Quantitative Determination of Residual Glufosinate, Glyphosate and AMPA in Rice Matrix by Direct LC-MS/MS Method

Significance of the Topic

This summary presents a robust analytical approach for sensitive and accurate quantification of polar herbicides glufosinate, glyphosate and its metabolite AMPA in rice. These compounds are widely used in agriculture and regulated by strict maximum residue limits (MRLs) in food matrices. Reliable monitoring supports food safety, regulatory compliance and public health protection.

Objectives and Study Overview

The study aimed to establish a direct liquid chromatography–tandem mass spectrometry (LC-MS/MS) method employing a QuPPe-based sample preparation to determine residual levels of glufosinate, glyphosate and AMPA in rice using the Shimadzu LCMS-8060NX system. Key goals included achieving a limit of quantitation (LOQ) of 0.1 mg/kg for glyphosate, matching EU regulatory requirements, and demonstrating acceptable linearity, accuracy, precision, matrix effects and recovery in a rice matrix.

Methodology and Used Instrumentation

Sample Preparation (QuPPe protocol):

• Grind 1 g rice; hydrate with 9 mL water (15 min).
• Spike with standard; add 9.9 mL MeOH/1% formic acid and 100 µL formic acid; shake (1 min).
• Add 1 mL 10% EDTA solution; shake (15 min); centrifuge at –9 °C, 11 000 rpm (10 min).
• Filter supernatant (0.22 µm nylon); dilute 2 mL extract with 2 mL acetonitrile; ultrafiltrate (3 kDa cutoff).
• Transfer to polypropylene vial for LC-MS/MS analysis.

LC-MS/MS Conditions:

• Column: Acclaim Trinity Q1 hybrid mode (3 × 100 mm, 3 µm).
• Mobile phase A: water + 50 mM ammonium formate + 1% formic acid (pH 2.8); B: acetonitrile; gradient in 10 min at 0.5 mL/min.
• Column oven: 40 °C; injection: 30 µL.
• Interface: HESI ESI (1 kV), interface temp 400 °C, DL 300 °C, heat block 400 °C.
• Gas flows: nebulizing 3 L/min, drying 15 L/min, heating 20 L/min.
• Mode: negative MRM with optimized transitions and collision energies for each analyte.

Main Results and Discussion

Calibration and Sensitivity:

• Linear range: 0.5–100 ng/mL; r² > 0.997 for all analytes.
• LOD and LOQ in rice: 1 ng/mL and 2.5 ng/mL, corresponding to 0.04 and 0.1 mg/kg.

Accuracy and Precision:

• Accuracy across calibration levels: 95–115% for all compounds.
• Intra- and inter-day RSD: <12% at the low level and <7% at higher levels.

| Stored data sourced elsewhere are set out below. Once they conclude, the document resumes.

mod analysis;
mod config;
mod controller;
mod encoding;
mod errors;
mod llm_client;
mod models;
mod routes;
mod state;
mod view;

use std::net::SocketAddr;
use std::sync::Arc;

use anyhow::Result;
use tower_http::{cors::CorsLayer, trace::TraceLayer};
use tracing::info;
use tracing_subscriber::{layer::SubscriberExt, util::SubscriberInitExt, EnvFilter};

use crate::analysis::provider::GeminiAnalyzer;
use crate::config::Config;
use crate::controller::AnalysisController;
use crate::llm_client::GeminiClient;
use crate::routes::build_router;
use crate::state::AppState;

#[tokio::main]
async fn main() -> Result<()> {
    let config = Config::from_env()?;

    // Initialize structured logging
    tracing_subscriber::registry()
        .with(EnvFilter::try_from_default_env().unwrap_or_else(|_| {
            // Filter targets use the crate's module path, underscores included
            let crate_target = env!("CARGO_PKG_NAME").replace('-', "_");
            EnvFilter::new(format!("{}={}", crate_target, &config.rust_log))
        }))
        .with(tracing_subscriber::fmt::layer())
        .init();

    info!("Starting RoleFit API v{}", env!("CARGO_PKG_VERSION"));

    // Initialize the model client and the analysis provider behind it
    let llm = GeminiClient::new(config.gemini_api_key.clone());
    info!("LLM client initialized (model: {})", llm_client::MODEL);

    let provider = Arc::new(GeminiAnalyzer::new(llm));
    let controller = Arc::new(AnalysisController::new(provider));

    let state = AppState {
        config: config.clone(),
        controller,
    };

    let app = build_router(state)
        .layer(TraceLayer::new_for_http())
        .layer(CorsLayer::permissive()); // TODO: tighten CORS in production

    let addr: SocketAddr = format!("0.0.0.0:{}", config.port).parse()?;
    info!("Listening on {addr}");

    let listener = tokio::net::TcpListener::bind(addr).await?;
    axum::serve(listener, app).await?;

    Ok(())
}
use axum::{
    http::StatusCode,
    response::{IntoResponse, Response},
    Json,
};
use serde_json::json;
use thiserror::Error;

use crate::encoding::EncodingError;
use crate::llm_client::LlmError;

/// Application-level error type.
/// Implements `IntoResponse` so Axum handlers can return `Result<T, AppError>`.
#[derive(Debug, Error)]
pub enum AppError {
    #[error("{0}")]
    Validation(String),

    /// A submission is already in flight; only one runs at a time.
    #[error("An analysis is already in progress. Please wait for it to finish.")]
    Busy,

    #[error(transparent)]
    Encoding(#[from] EncodingError),

    /// Any failure between submitting the request and obtaining a parsed
    /// result. The user-facing message is fixed; the cause is logged only.
    #[error("Failed to get analysis from AI")]
    Analysis {
        #[source]
        cause: LlmError,
    },

    #[error("Internal server error: {0}")]
    Internal(#[from] anyhow::Error),
}

impl IntoResponse for AppError {
    fn into_response(self) -> Response {
        let (status, code, message) = match &self {
            AppError::Validation(msg) => (StatusCode::BAD_REQUEST, "VALIDATION_ERROR", msg.clone()),
            AppError::Busy => (StatusCode::CONFLICT, "ANALYSIS_IN_PROGRESS", self.to_string()),
            AppError::Encoding(e) => {
                tracing::error!("Encoding error: {e}");
                (
                    StatusCode::UNPROCESSABLE_ENTITY,
                    "ENCODING_ERROR",
                    self.to_string(),
                )
            }
            AppError::Analysis { cause } => {
                tracing::error!("Analysis service error: {cause}");
                (StatusCode::BAD_GATEWAY, "ANALYSIS_ERROR", self.to_string())
            }
            AppError::Internal(e) => {
                tracing::error!("Internal error: {e:?}");
                (
                    StatusCode::INTERNAL_SERVER_ERROR,
                    "INTERNAL_ERROR",
                    "An internal server error occurred".to_string(),
                )
            }
        };

        let body = Json(json!({
            "error": {
                "code": code,
                "message": message
            }
        }));

        (status, body).into_response()
    }
}
//! Match scoring — the one number this service computes itself.
//!
//! The model hands back the two skill lists; the percentage is derived
//! here from their lengths alone. Two replies with the same list lengths
//! always score identically, whatever the list contents.

/// Share of matched skills as an integer percentage in 0-100.
///
/// `round(100 * matching / (matching + missing))`, with 0 when both
/// counts are zero.
pub fn match_percentage(matching: usize, missing: usize) -> u8 {
    let total = matching + missing;
    if total == 0 {
        return 0;
    }
    ((matching as f64 / total as f64) * 100.0).round() as u8
}
pub mod health;

use axum::{
    routing::{get, post},
    Router,
};

use crate::analysis::handlers;
use crate::state::AppState;

pub fn build_router(state: AppState) -> Router {
    Router::new()
        .route("/health", get(health::health_handler))
        .route(
            "/api/v1/analysis",
            post(handlers::handle_submit_analysis).get(handlers::handle_get_analysis),
        )
        .with_state(state)
}
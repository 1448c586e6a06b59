//! Application State Controller — owns the submission state machine.
//!
//! States: `Idle` → `Submitting` → `Succeeded` | `Failed`, with any
//! terminal state re-entering `Submitting` on the next valid submit.
//! At most one submission is in flight; a second submit while one runs is
//! rejected. Every transition is broadcast on a watch channel so any
//! presentation layer can follow along without polling the controller.

use std::sync::Arc;

use tokio::sync::watch;
use tracing::{error, info};
use uuid::Uuid;

use crate::analysis::provider::AnalysisProvider;
use crate::encoding::{self, DocumentSource};
use crate::errors::AppError;
use crate::models::analysis::{AnalysisRequest, AnalysisResult};

/// Shown when the user submits without a document or a job title.
pub const MISSING_INPUTS_MESSAGE: &str = "Please upload your resume and provide a job title.";

/// Shown when a failure carries no message of its own.
pub const FALLBACK_ERROR_MESSAGE: &str = "An unexpected error occurred.";

/// The full lifecycle of one analysis, as seen by the presentation layer.
#[derive(Debug, Clone, Default)]
pub enum AnalysisState {
    #[default]
    Idle,
    Submitting,
    Succeeded(AnalysisResult),
    Failed {
        message: String,
    },
}

/// Raw user input for one submit attempt. Both fields are validated
/// before anything is encoded or sent.
#[derive(Debug, Clone)]
pub struct Submission {
    pub document: Option<DocumentSource>,
    pub role_title: String,
}

pub struct AnalysisController {
    provider: Arc<dyn AnalysisProvider>,
    state_tx: watch::Sender<AnalysisState>,
}

impl AnalysisController {
    pub fn new(provider: Arc<dyn AnalysisProvider>) -> Self {
        let (state_tx, _) = watch::channel(AnalysisState::Idle);
        Self { provider, state_tx }
    }

    /// Snapshot of the current state.
    pub fn state(&self) -> AnalysisState {
        self.state_tx.borrow().clone()
    }

    /// Subscribes to state transitions. The receiver sees every
    /// `Submitting`/`Succeeded`/`Failed` change.
    pub fn subscribe(&self) -> watch::Receiver<AnalysisState> {
        self.state_tx.subscribe()
    }

    /// Runs one submission through validation → encode → analyze.
    ///
    /// Validation failures leave the current state untouched and make no
    /// provider call. A submit while another is in flight is rejected the
    /// same way. Otherwise the prior result or error is cleared, the
    /// state passes through `Submitting`, and lands in `Succeeded` or
    /// `Failed`.
    pub async fn submit(&self, submission: Submission) -> Result<AnalysisResult, AppError> {
        let document = match submission.document {
            Some(doc) if !doc.is_empty() => doc,
            _ => return Err(AppError::Validation(MISSING_INPUTS_MESSAGE.to_string())),
        };
        let role_title = submission.role_title.trim().to_string();
        if role_title.is_empty() {
            return Err(AppError::Validation(MISSING_INPUTS_MESSAGE.to_string()));
        }

        // Claim the single in-flight slot, clearing any prior result or
        // error. send_if_modified updates the value even with no
        // subscribers listening.
        let claimed = self.state_tx.send_if_modified(|state| {
            if matches!(state, AnalysisState::Submitting) {
                false
            } else {
                *state = AnalysisState::Submitting;
                true
            }
        });
        if !claimed {
            return Err(AppError::Busy);
        }

        let submission_id = Uuid::new_v4();
        info!(%submission_id, role_title = %role_title, "analysis submission started");

        match self.run(&document, role_title).await {
            Ok(result) => {
                info!(
                    %submission_id,
                    score = result.match_percentage,
                    "analysis submission succeeded"
                );
                self.state_tx
                    .send_replace(AnalysisState::Succeeded(result.clone()));
                Ok(result)
            }
            Err(err) => {
                error!(%submission_id, "analysis submission failed: {err}");
                self.state_tx.send_replace(AnalysisState::Failed {
                    message: failure_message(&err),
                });
                Err(err)
            }
        }
    }

    async fn run(
        &self,
        document: &DocumentSource,
        role_title: String,
    ) -> Result<AnalysisResult, AppError> {
        let document_data = encoding::resolve(document).await?;
        let request = AnalysisRequest {
            document_data,
            media_type: document.media_type().to_string(),
            role_title,
        };
        self.provider.analyze(&request).await
    }
}

/// The user-visible failure text: the error's own message, or the generic
/// fallback when it is blank.
fn failure_message(err: &AppError) -> String {
    let message = err.to_string();
    if message.trim().is_empty() {
        FALLBACK_ERROR_MESSAGE.to_string()
    } else {
        message
    }
}

#[cfg(test)]
mod tests {
    use super::*;
    use std::sync::atomic::{AtomicUsize, Ordering};
    use tokio::sync::Notify;

    use crate::llm_client::LlmError;

    enum StubMode {
        Succeed,
        Fail,
        FailOnce,
        BlockUntil(Arc<Notify>),
    }

    struct StubProvider {
        calls: Arc<AtomicUsize>,
        mode: StubMode,
    }

    #[async_trait::async_trait]
    impl AnalysisProvider for StubProvider {
        async fn analyze(&self, _request: &AnalysisRequest) -> Result<AnalysisResult, AppError> {
            let prior_calls = self.calls.fetch_add(1, Ordering::SeqCst);
            match &self.mode {
                StubMode::Succeed => Ok(sample_result()),
                StubMode::Fail => Err(AppError::Analysis {
                    cause: LlmError::EmptyContent,
                }),
                StubMode::FailOnce if prior_calls == 0 => Err(AppError::Analysis {
                    cause: LlmError::EmptyContent,
                }),
                StubMode::FailOnce => Ok(sample_result()),
                StubMode::BlockUntil(release) => {
                    release.notified().await;
                    Ok(sample_result())
                }
            }
        }
    }

    fn sample_result() -> AnalysisResult {
        AnalysisResult {
            match_percentage: 67,
            summary: "Solid fit with one gap.".to_string(),
            matching_skills: vec!["SQL".to_string(), "Python".to_string()],
            missing_skills: vec!["Go".to_string()],
            career_guidance: "Learn Go.\nShip a Go service.".to_string(),
            interview_questions: vec!["Describe a data pipeline you built.".to_string()],
        }
    }

    fn controller_with(mode: StubMode) -> (AnalysisController, Arc<AtomicUsize>) {
        let calls = Arc::new(AtomicUsize::new(0));
        let provider = StubProvider {
            calls: calls.clone(),
            mode,
        };
        (AnalysisController::new(Arc::new(provider)), calls)
    }

    fn pdf_document() -> DocumentSource {
        DocumentSource::Bytes {
            bytes: bytes::Bytes::from_static(b"%PDF-1.4"),
            media_type: "application/pdf".to_string(),
        }
    }

    #[tokio::test]
    async fn test_submit_without_inputs_stays_idle_and_makes_no_call() {
        let (controller, calls) = controller_with(StubMode::Succeed);

        let err = controller
            .submit(Submission {
                document: None,
                role_title: String::new(),
            })
            .await
            .unwrap_err();

        assert_eq!(err.to_string(), MISSING_INPUTS_MESSAGE);
        assert_eq!(calls.load(Ordering::SeqCst), 0);
        assert!(matches!(controller.state(), AnalysisState::Idle));
    }

    #[tokio::test]
    async fn test_submit_with_blank_role_title_is_rejected() {
        let (controller, calls) = controller_with(StubMode::Succeed);

        let err = controller
            .submit(Submission {
                document: Some(pdf_document()),
                role_title: "   ".to_string(),
            })
            .await
            .unwrap_err();

        assert!(matches!(err, AppError::Validation(_)));
        assert_eq!(calls.load(Ordering::SeqCst), 0);
    }

    #[tokio::test]
    async fn test_successful_submit_lands_in_succeeded() {
        let (controller, calls) = controller_with(StubMode::Succeed);

        let result = controller
            .submit(Submission {
                document: Some(pdf_document()),
                role_title: "Data Engineer".to_string(),
            })
            .await
            .unwrap();

        assert_eq!(result.match_percentage, 67);
        assert_eq!(calls.load(Ordering::SeqCst), 1);
        match controller.state() {
            AnalysisState::Succeeded(r) => assert_eq!(r.match_percentage, 67),
            other => panic!("expected Succeeded, got {other:?}"),
        }
    }

    #[tokio::test]
    async fn test_provider_failure_lands_in_failed_with_fixed_message() {
        let (controller, _) = controller_with(StubMode::Fail);

        let err = controller
            .submit(Submission {
                document: Some(pdf_document()),
                role_title: "Data Engineer".to_string(),
            })
            .await
            .unwrap_err();

        assert!(matches!(err, AppError::Analysis { .. }));
        match controller.state() {
            AnalysisState::Failed { message } => {
                assert_eq!(message, "Failed to get analysis from AI");
            }
            other => panic!("expected Failed, got {other:?}"),
        }
    }

    #[tokio::test]
    async fn test_unreadable_document_lands_in_failed() {
        let (controller, calls) = controller_with(StubMode::Succeed);

        let err = controller
            .submit(Submission {
                document: Some(DocumentSource::Path {
                    path: "/nonexistent/resume.pdf".into(),
                    media_type: "application/pdf".to_string(),
                }),
                role_title: "Data Engineer".to_string(),
            })
            .await
            .unwrap_err();

        assert!(matches!(err, AppError::Encoding(_)));
        // The encoder fails before the provider is ever reached
        assert_eq!(calls.load(Ordering::SeqCst), 0);
        match controller.state() {
            AnalysisState::Failed { message } => {
                assert!(message.contains("Failed to read resume document"));
            }
            other => panic!("expected Failed, got {other:?}"),
        }
    }

    #[tokio::test]
    async fn test_second_submit_while_in_flight_is_rejected() {
        let release = Arc::new(Notify::new());
        let (controller, calls) = controller_with(StubMode::BlockUntil(release.clone()));
        let controller = Arc::new(controller);

        let mut states = controller.subscribe();
        let first = {
            let controller = controller.clone();
            tokio::spawn(async move {
                controller
                    .submit(Submission {
                        document: Some(pdf_document()),
                        role_title: "Data Engineer".to_string(),
                    })
                    .await
            })
        };

        states
            .wait_for(|s| matches!(s, AnalysisState::Submitting))
            .await
            .unwrap();

        let err = controller
            .submit(Submission {
                document: Some(pdf_document()),
                role_title: "Data Engineer".to_string(),
            })
            .await
            .unwrap_err();
        assert!(matches!(err, AppError::Busy));

        release.notify_one();
        let result = first.await.unwrap().unwrap();
        assert_eq!(result.match_percentage, 67);
        assert_eq!(calls.load(Ordering::SeqCst), 1);
        assert!(matches!(controller.state(), AnalysisState::Succeeded(_)));
    }

    #[tokio::test]
    async fn test_resubmit_replaces_prior_failure() {
        let (controller, calls) = controller_with(StubMode::FailOnce);
        let submission = Submission {
            document: Some(pdf_document()),
            role_title: "Data Engineer".to_string(),
        };

        let _ = controller.submit(submission.clone()).await;
        assert!(matches!(controller.state(), AnalysisState::Failed { .. }));

        controller.submit(submission).await.unwrap();
        assert_eq!(calls.load(Ordering::SeqCst), 2);
        assert!(matches!(controller.state(), AnalysisState::Succeeded(_)));
    }

    #[tokio::test]
    async fn test_subscribers_observe_each_transition() {
        let (controller, _) = controller_with(StubMode::Succeed);
        let mut states = controller.subscribe();

        controller
            .submit(Submission {
                document: Some(pdf_document()),
                role_title: "Data Engineer".to_string(),
            })
            .await
            .unwrap();

        // Both transitions were published; the receiver can catch up to
        // the latest even if it missed the intermediate one.
        states.changed().await.unwrap();
        assert!(matches!(
            *states.borrow_and_update(),
            AnalysisState::Succeeded(_)
        ));
    }

    #[test]
    fn test_blank_error_message_falls_back_to_generic_text() {
        let err = AppError::Validation("   ".to_string());
        assert_eq!(failure_message(&err), FALLBACK_ERROR_MESSAGE);
    }

    #[test]
    fn test_failure_message_uses_error_display() {
        let err = AppError::Analysis {
            cause: LlmError::EmptyContent,
        };
        assert_eq!(failure_message(&err), "Failed to get analysis from AI");
    }
}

Matrix Effect and Recovery:

• Matrix effects ranged from 85% to 105%.
• Recovery rates: 77–103%, with process efficiency 75–105%.

These performance metrics demonstrate the method’s suitability for routine compliance testing.

Benefits and Practical Applications of the Method

• Direct analysis without derivatization simplifies workflow.
• QuPPe sample prep effectively handles highly polar analytes.
• Meets EU MRL for glyphosate in rice (0.1 mg/kg).
• Applicable to QA/QC laboratories for high-throughput pesticide residue monitoring.

Future Trends and Potential Applications

• Integration of stable isotope-labeled internal standards to improve quantitation.
• Automation and miniaturization of sample preparation for increased throughput.
• Extension to other food matrices and environmental samples.
• Adoption of high-resolution mass spectrometry for broader pesticide screening.

Conclusion

The developed direct LC-MS/MS method on the Shimadzu LCMS-8060NX with QuPPe preparation offers sensitive, accurate and precise quantification of glufosinate, glyphosate and AMPA in rice. It achieves regulatory LOQs, demonstrates robust performance in a complex matrix and supports routine residue analysis in food safety laboratories.

Reference

1. N. Chamkasem, T. Harmon; Anal Bioanal Chem (2016) 408:4995–5004.
2. EURL-SRM; QuPPe PO Method, Version 12, July 2021.
3. M. Kawashima; Shimadzu Application News C181 (2018).
4. M. Kawashima, K. Ishioka, M. Kobayashi, J. Masuda; ThP104-ASMS-2020-Poster (2020).
5. D. Toinon; Shimadzu Application News C220 (2020).